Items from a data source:
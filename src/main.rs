use anyhow::Result;
use clap::Parser;
use tracing_subscriber::prelude::*;
use tracing_subscriber::{fmt, EnvFilter};

fn main() -> Result<()> {
    let cli = passkeep::cli::Cli::parse();

    let level = match cli.verbose {
        0 => tracing::Level::WARN,
        1 => tracing::Level::INFO,
        2 => tracing::Level::DEBUG,
        _ => tracing::Level::TRACE,
    };
    tracing_subscriber::registry()
        .with(fmt::layer().with_writer(std::io::stderr).with_target(false))
        .with(EnvFilter::from_default_env().add_directive(level.into()))
        .init();

    cli.run()
}
//! Error types for the generator and the credential store.

use std::path::PathBuf;
use thiserror::Error;

/// Errors returned by core operations.
#[derive(Debug, Error)]
pub enum Error {
    #[error("password length {length} is too short for {required} required character classes")]
    InvalidLength { length: usize, required: usize },

    #[error("character set '{0}' is empty")]
    EmptyCharacterSet(&'static str),

    #[error("wrong master password")]
    WrongMasterSecret,

    #[error("service already exists: {0}")]
    ServiceAlreadyExists(String),

    #[error(transparent)]
    Persistence(#[from] PersistenceError),
}

/// Failures reading or writing the backing store file.
#[derive(Debug, Error)]
pub enum PersistenceError {
    #[error("{action} {}: {source}", path.display())]
    Io {
        action: &'static str,
        path: PathBuf,
        #[source]
        source: std::io::Error,
    },

    #[error("malformed store file {}: {source}", path.display())]
    Malformed {
        path: PathBuf,
        #[source]
        source: serde_json::Error,
    },

    #[error("serialize store: {0}")]
    Serialize(#[from] serde_json::Error),
}

impl PersistenceError {
    pub(crate) fn io(action: &'static str, path: impl Into<PathBuf>, source: std::io::Error) -> Self {
        Self::Io {
            action,
            path: path.into(),
            source,
        }
    }
}

pub type Result<T> = std::result::Result<T, Error>;
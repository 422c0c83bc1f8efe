//! Best-effort address-to-zone classification.
//!
//! Zone membership is not a foreign key in the source data; customers
//! carry a free-text address and zones are matched by case-insensitive
//! substring. Precedence: the registered zone list first, then a
//! positional fallback on comma-split address segments. The behavior is
//! kept bit-for-bit compatible with the billing office's existing data.

use crate::domain::Customer;

/// Whether `address` falls in `zone` (case-insensitive substring).
pub fn address_in_zone(address: &str, zone: &str) -> bool {
    address.to_lowercase().contains(&zone.to_lowercase())
}

/// Whether `address` falls in any of `zones`.
pub fn address_in_any_zone(address: &str, zones: &[String]) -> bool {
    zones.iter().any(|z| address_in_zone(address, z))
}

/// Classify an address into a zone name.
///
/// Tries the registered `zones` first; otherwise falls back to the
/// second-to-last comma-separated segment (addresses are usually
/// "street, barangay, municipality"), then the last, then "N/A".
pub fn extract_zone(address: &str, zones: &[String]) -> String {
    if address.is_empty() {
        return "N/A".to_string();
    }

    if let Some(z) = zones.iter().find(|z| address_in_zone(address, z)) {
        return z.clone();
    }

    let parts: Vec<&str> = address.split(',').map(str::trim).collect();
    if parts.len() >= 2 {
        return parts[parts.len() - 2].to_string();
    }
    match parts.last() {
        Some(p) if !p.is_empty() => p.to_string(),
        _ => "N/A".to_string(),
    }
}

/// Customers whose address matches any of the route's zones.
pub fn filter_to_zones(customers: Vec<Customer>, zones: &[String]) -> Vec<Customer> {
    customers
        .into_iter()
        .filter(|c| address_in_any_zone(&c.address, zones))
        .collect()
}
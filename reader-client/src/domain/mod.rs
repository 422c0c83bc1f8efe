pub mod area;
pub mod customer;
pub mod profile;
pub mod receipt;
pub mod settings;
pub mod submission;

pub use area::{Area, AreaRecord};
pub use customer::{BillingRecord, Customer, DailyBill, RawBillingRow, RawCustomer};
pub use profile::ReaderProfile;
pub use receipt::Receipt;
pub use settings::SystemSettings;
pub use submission::{BillPayload, PendingSubmission};

/// Serde adapter for calendar dates as `YYYY-MM-DD`, the format the
/// remote service uses for reading and due dates.
pub mod iso_date {
    use serde::{Deserialize, Deserializer, Serializer};
    use time::{format_description::FormatItem, macros::format_description, Date};

    const FORMAT: &[FormatItem<'_>] = format_description!("[year]-[month]-[day]");

    pub fn serialize<S: Serializer>(date: &Date, serializer: S) -> Result<S::Ok, S::Error> {
        let out = date.format(FORMAT).map_err(serde::ser::Error::custom)?;
        serializer.serialize_str(&out)
    }

    pub fn deserialize<'de, D: Deserializer<'de>>(deserializer: D) -> Result<Date, D::Error> {
        let raw = String::deserialize(deserializer)?;
        Date::parse(&raw, FORMAT).map_err(serde::de::Error::custom)
    }
}

/// Same as [`iso_date`] but for optional dates.
pub mod iso_date_opt {
    use serde::{Deserialize, Deserializer, Serializer};
    use time::{format_description::FormatItem, macros::format_description, Date};

    const FORMAT: &[FormatItem<'_>] = format_description!("[year]-[month]-[day]");

    pub fn serialize<S: Serializer>(date: &Option<Date>, serializer: S) -> Result<S::Ok, S::Error> {
        match date {
            Some(d) => {
                let out = d.format(FORMAT).map_err(serde::ser::Error::custom)?;
                serializer.serialize_some(&out)
            }
            None => serializer.serialize_none(),
        }
    }

    pub fn deserialize<'de, D: Deserializer<'de>>(
        deserializer: D,
    ) -> Result<Option<Date>, D::Error> {
        let raw: Option<String> = Option::deserialize(deserializer)?;
        match raw {
            Some(s) => Date::parse(&s, FORMAT)
                .map(Some)
                .map_err(serde::de::Error::custom),
            None => Ok(None),
        }
    }
}
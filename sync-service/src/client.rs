//! The core facade handed to the UI layer.
//!
//! `ReaderClient` owns the durable store, the cache manager, the remote
//! service handle and the session context. The submission pipeline,
//! the reconciliation engine and the dashboard assembly are implemented
//! in their own modules as further `impl` blocks on this type.

use std::sync::atomic::AtomicBool;
use std::sync::Arc;

use sqlx::SqlitePool;
use time::OffsetDateTime;
use tokio::sync::broadcast;

use reader_client::db::queue;
use reader_client::domain::ReaderProfile;

use crate::cache::CacheManager;
use crate::connectivity::Connectivity;
use crate::error::ClientError;
use crate::notify::{ClientEvent, Notifier};
use crate::remote::RemoteService;
use crate::session::SessionContext;
use crate::sync::SyncTuning;

/// Source of "now". Injected so calendar-day logic is testable.
pub type Clock = Arc<dyn Fn() -> OffsetDateTime + Send + Sync>;

pub struct ReaderClient {
    pub(crate) store: SqlitePool,
    pub(crate) cache: CacheManager,
    pub(crate) remote: Arc<dyn RemoteService>,
    pub(crate) connectivity: Arc<dyn Connectivity>,
    pub(crate) notifier: Notifier,
    pub(crate) tuning: SyncTuning,
    pub(crate) session: tokio::sync::Mutex<Option<SessionContext>>,
    pub(crate) sync_running: AtomicBool,
    pub(crate) clock: Clock,
}

impl ReaderClient {
    pub fn new(
        store: SqlitePool,
        remote: Arc<dyn RemoteService>,
        connectivity: Arc<dyn Connectivity>,
        tuning: SyncTuning,
    ) -> Self {
        Self {
            cache: CacheManager::new(store.clone()),
            store,
            remote,
            connectivity,
            notifier: Notifier::default(),
            tuning,
            session: tokio::sync::Mutex::new(None),
            sync_running: AtomicBool::new(false),
            clock: Arc::new(OffsetDateTime::now_utc),
        }
    }

    /// Replace the wall clock, for deterministic tests.
    pub fn with_clock(mut self, clock: Clock) -> Self {
        self.clock = clock;
        self
    }

    /// Subscribe to user-visible events (notices, pending count,
    /// dashboard invalidation).
    pub fn subscribe(&self) -> broadcast::Receiver<ClientEvent> {
        self.notifier.subscribe()
    }

    /// Begin a session for an authenticated reader.
    pub async fn login(&self, profile: ReaderProfile) {
        tracing::info!(reader = %profile.full_name(), "session started");
        *self.session.lock().await = Some(SessionContext::new(profile));
    }

    /// Clear the session context. The offline queue and the snapshots
    /// survive logout; they belong to the device, not the session.
    pub async fn logout(&self) {
        tracing::info!("session cleared");
        *self.session.lock().await = None;
    }

    /// Number of submissions waiting in the offline queue.
    pub async fn pending_count(&self) -> Result<u64, ClientError> {
        Ok(queue::count(&self.store).await?)
    }

    pub(crate) fn now(&self) -> OffsetDateTime {
        (self.clock)()
    }

    /// Re-publish the pending count after a queue mutation.
    pub(crate) async fn publish_pending_count(&self) -> Result<u64, ClientError> {
        let count = queue::count(&self.store).await?;
        self.notifier.pending_count(count);
        Ok(count)
    }
}
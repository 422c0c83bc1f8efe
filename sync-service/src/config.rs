use serde::Deserialize;
use std::fs;

#[derive(Debug, Clone, Deserialize)]
pub struct StoreConfig {
    /// Path of the local SQLite database file.
    pub path: String,
}

#[derive(Debug, Clone, Deserialize)]
pub struct RemoteConfig {
    /// Base URL of the remote service, without the `/rest/v1` suffix.
    pub base_url: String,
    pub api_key: String,
}

#[derive(Debug, Clone, Deserialize)]
pub struct ProbeConfig {
    /// Seconds between connectivity checks in the watch loop.
    #[serde(default = "default_probe_interval_secs")]
    pub interval_secs: u64,
    /// Per-probe request timeout.
    #[serde(default = "default_probe_timeout_ms")]
    pub timeout_ms: u64,
}

fn default_probe_interval_secs() -> u64 {
    15
}
fn default_probe_timeout_ms() -> u64 {
    3000
}

impl Default for ProbeConfig {
    fn default() -> Self {
        Self {
            interval_secs: default_probe_interval_secs(),
            timeout_ms: default_probe_timeout_ms(),
        }
    }
}

#[derive(Debug, Clone, Deserialize)]
pub struct SyncConfig {
    #[serde(default = "default_max_attempts")]
    pub max_attempts: u32,
    #[serde(default = "default_retry_pause_ms")]
    pub retry_pause_ms: u64,
    /// Pause before the first remote call of a drain, so a connection
    /// that just came up has settled.
    #[serde(default = "default_settle_delay_ms")]
    pub settle_delay_ms: u64,
}

fn default_max_attempts() -> u32 {
    3
}
fn default_retry_pause_ms() -> u64 {
    500
}
fn default_settle_delay_ms() -> u64 {
    1000
}

impl Default for SyncConfig {
    fn default() -> Self {
        Self {
            max_attempts: default_max_attempts(),
            retry_pause_ms: default_retry_pause_ms(),
            settle_delay_ms: default_settle_delay_ms(),
        }
    }
}

#[derive(Debug, Clone, Deserialize)]
pub struct AppConfig {
    pub store: StoreConfig,
    pub remote: RemoteConfig,
    #[serde(default)]
    pub probe: ProbeConfig,
    #[serde(default)]
    pub sync: SyncConfig,
}

impl AppConfig {
    pub fn load() -> anyhow::Result<Self> {
        use std::env;

        let path = env::var("READER_CONFIG").unwrap_or_else(|_| "reader-config.toml".to_string());
        let contents = fs::read_to_string(&path)?;
        let cfg: AppConfig = toml::from_str(&contents)?;
        Ok(cfg)
    }
}

#[cfg(test)]
mod tests {
    use super::*;

    #[test]
    fn minimal_config_uses_documented_defaults() {
        let cfg: AppConfig = toml::from_str(
            r#"
            [store]
            path = "wb-reader.db"

            [remote]
            base_url = "https://example.supabase.co"
            api_key = "anon-key"
            "#,
        )
        .unwrap();

        assert_eq!(cfg.sync.max_attempts, 3);
        assert_eq!(cfg.sync.retry_pause_ms, 500);
        assert_eq!(cfg.sync.settle_delay_ms, 1000);
        assert_eq!(cfg.probe.interval_secs, 15);
    }
}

## WHAT YOU ARE ASKED TO DO
Every line of the data above that includes "substring" should be listed.

## YOUR SOLUTION
//! substring. Precedence: the registered zone list first, then a
/// Whether `address` falls in `zone` (case-insensitive substring).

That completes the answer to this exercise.